Цуйцуй покосилась на чуть сгорбленного, совершенно седого деда и ничего не ответила. Вдалеке послышались звуки сона, она поняла, в чем дело и откуда идут звуки, спустилась с дедом к лодке и подтянула ее к домашнему берегу. Чтобы пораньше увидеть шествие, провожавшее невесту в новый дом, Цуйцуй взобралась на пагоду. Очень скоро пришла толпа: двое дудящих в сона, четверо дюжих сельских парней, один пустой паланкин, один празднично одетый юноша, похожий на сына командира дружины, а еще два барашка, ребенок, который их вел, сосуд вина, коробка лепешек из размельченного риса и человек, нагруженный подарками.

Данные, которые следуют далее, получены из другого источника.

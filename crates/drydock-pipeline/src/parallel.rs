//! Bounded per-artifact fan-out for the build, scan and push stages.

use std::future::Future;
use std::sync::Arc;

use drydock_core::{Attempted, DrydockError};
use tokio::sync::{Mutex, Semaphore};
use tracing::warn;

use crate::runner::AbortSignal;

/// Result for one artifact of a fanned-out stage.
#[derive(Debug)]
pub struct ArtifactResult<T> {
    pub artifact: String,
    pub outcome: Attempted<T>,
}

/// Run `work` once per item, at most `max_parallel` at a time.
///
/// Items are independent; a failure of one never affects another. When
/// `abort` fires, in-flight work is dropped and the affected artifacts are
/// simply absent from the returned results. Results are sorted by artifact.
pub async fn fan_out<I, T, F, Fut>(
    items: Vec<(String, I)>,
    max_parallel: usize,
    abort: &AbortSignal,
    work: F,
) -> Vec<ArtifactResult<T>>
where
    I: Send + 'static,
    T: Send + 'static,
    F: Fn(I) -> Fut + Send + Sync + 'static,
    Fut: Future<Output = Attempted<T>> + Send + 'static,
{
    let work = Arc::new(work);
    let results: Arc<Mutex<Vec<ArtifactResult<T>>>> = Arc::new(Mutex::new(Vec::new()));
    let sem = Arc::new(Semaphore::new(max_parallel.max(1)));

    let mut tasks = Vec::new();
    for (artifact, item) in items {
        let work = Arc::clone(&work);
        let results = Arc::clone(&results);
        let sem = Arc::clone(&sem);
        let abort = abort.clone();
        let name = artifact.clone();

        let task = tokio::spawn(async move {
            let Ok(_permit) = sem.acquire_owned().await else {
                return;
            };
            if abort.is_aborted() {
                return;
            }
            tokio::select! {
                biased;
                _ = abort.cancelled() => {}
                outcome = work(item) => {
                    results.lock().await.push(ArtifactResult { artifact, outcome });
                }
            }
        });
        tasks.push((name, task));
    }

    for (artifact, task) in tasks {
        if let Err(e) = task.await {
            warn!(artifact = %artifact, error = %e, "stage task did not complete");
            results.lock().await.push(ArtifactResult {
                artifact,
                outcome: Attempted {
                    result: Err(DrydockError::Internal(format!("stage task failed: {e}"))),
                    attempts: 1,
                },
            });
        }
    }

    let mut collected = std::mem::take(&mut *results.lock().await);
    collected.sort_by(|a, b| a.artifact.cmp(&b.artifact));
    collected
}

#[cfg(test)]
mod tests {
    use super::*;
    use crate::runner::AbortHandle;
    use std::sync::atomic::{AtomicUsize, Ordering};
    use std::time::Duration;

    fn items(names: &[&str]) -> Vec<(String, String)> {
        names.iter().map(|n| (n.to_string(), n.to_string())).collect()
    }

    #[tokio::test(start_paused = true)]
    async fn test_respects_max_parallel() {
        let current = Arc::new(AtomicUsize::new(0));
        let peak = Arc::new(AtomicUsize::new(0));
        let (c, p) = (Arc::clone(&current), Arc::clone(&peak));

        let results = fan_out(
            items(&["a", "b", "c", "d", "e"]),
            2,
            &AbortSignal::never(),
            move |name: String| {
                let (c, p) = (Arc::clone(&c), Arc::clone(&p));
                async move {
                    let now = c.fetch_add(1, Ordering::SeqCst) + 1;
                    p.fetch_max(now, Ordering::SeqCst);
                    tokio::time::sleep(Duration::from_millis(100)).await;
                    c.fetch_sub(1, Ordering::SeqCst);
                    Attempted {
                        result: Ok(name.len()),
                        attempts: 1,
                    }
                }
            },
        )
        .await;

        assert_eq!(results.len(), 5);
        assert_eq!(results[0].artifact, "a");
        assert_eq!(peak.load(Ordering::SeqCst), 2);
    }

    #[tokio::test]
    async fn test_failures_are_isolated() {
        let results = fan_out(items(&["ok", "bad"]), 4, &AbortSignal::never(), |name: String| async move {
            let result = if name == "bad" {
                Err(DrydockError::transient("boom"))
            } else {
                Ok(())
            };
            Attempted { result, attempts: 1 }
        })
        .await;

        assert!(results[0].outcome.result.is_err());
        assert_eq!(results[0].artifact, "bad");
        assert!(results[1].outcome.result.is_ok());
    }

    #[tokio::test(start_paused = true)]
    async fn test_abort_drops_in_flight_work() {
        let handle = AbortHandle::new();
        let signal = handle.signal();
        let aborter = handle.clone();
        tokio::spawn(async move {
            tokio::time::sleep(Duration::from_secs(1)).await;
            aborter.abort();
        });

        let results = fan_out(items(&["fast", "slow"]), 4, &signal, |name: String| async move {
            if name == "slow" {
                tokio::time::sleep(Duration::from_secs(60)).await;
            }
            Attempted {
                result: Ok(()),
                attempts: 1,
            }
        })
        .await;

        assert_eq!(results.len(), 1);
        assert_eq!(results[0].artifact, "fast");
    }
}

Когда вся толпа поднялась на лодку, Цуйцуй с дедом взбежала следом за ними. Дед правил лодкой, а Цуйцуй встала возле паланкина невесты и стала любоваться его бахромой и лицами людей. Когда они причалили, парень, похожий на сына командира дружины, достал из украшенного вышивкой поясного кошеля красный конверт и передал паромщику. Так было заведено, и дед уж не мог сказать, что не возьмет деньги. Однако, получив конверт, он спросил, откуда невеста, уяснил, снова спросил, из какой семьи, получил ответ и, наконец, спросил, сколько ей лет, что тоже хорошенько запомнил. Играющие на сона вновь загудели в свои дудки, и вся компания, перевалив гору, скрылась. Дед остался в лодке с Цуйцуй, но душа его следовала за пением сона и успела уйти довольно далеко, прежде чем вернулась обратно в тело.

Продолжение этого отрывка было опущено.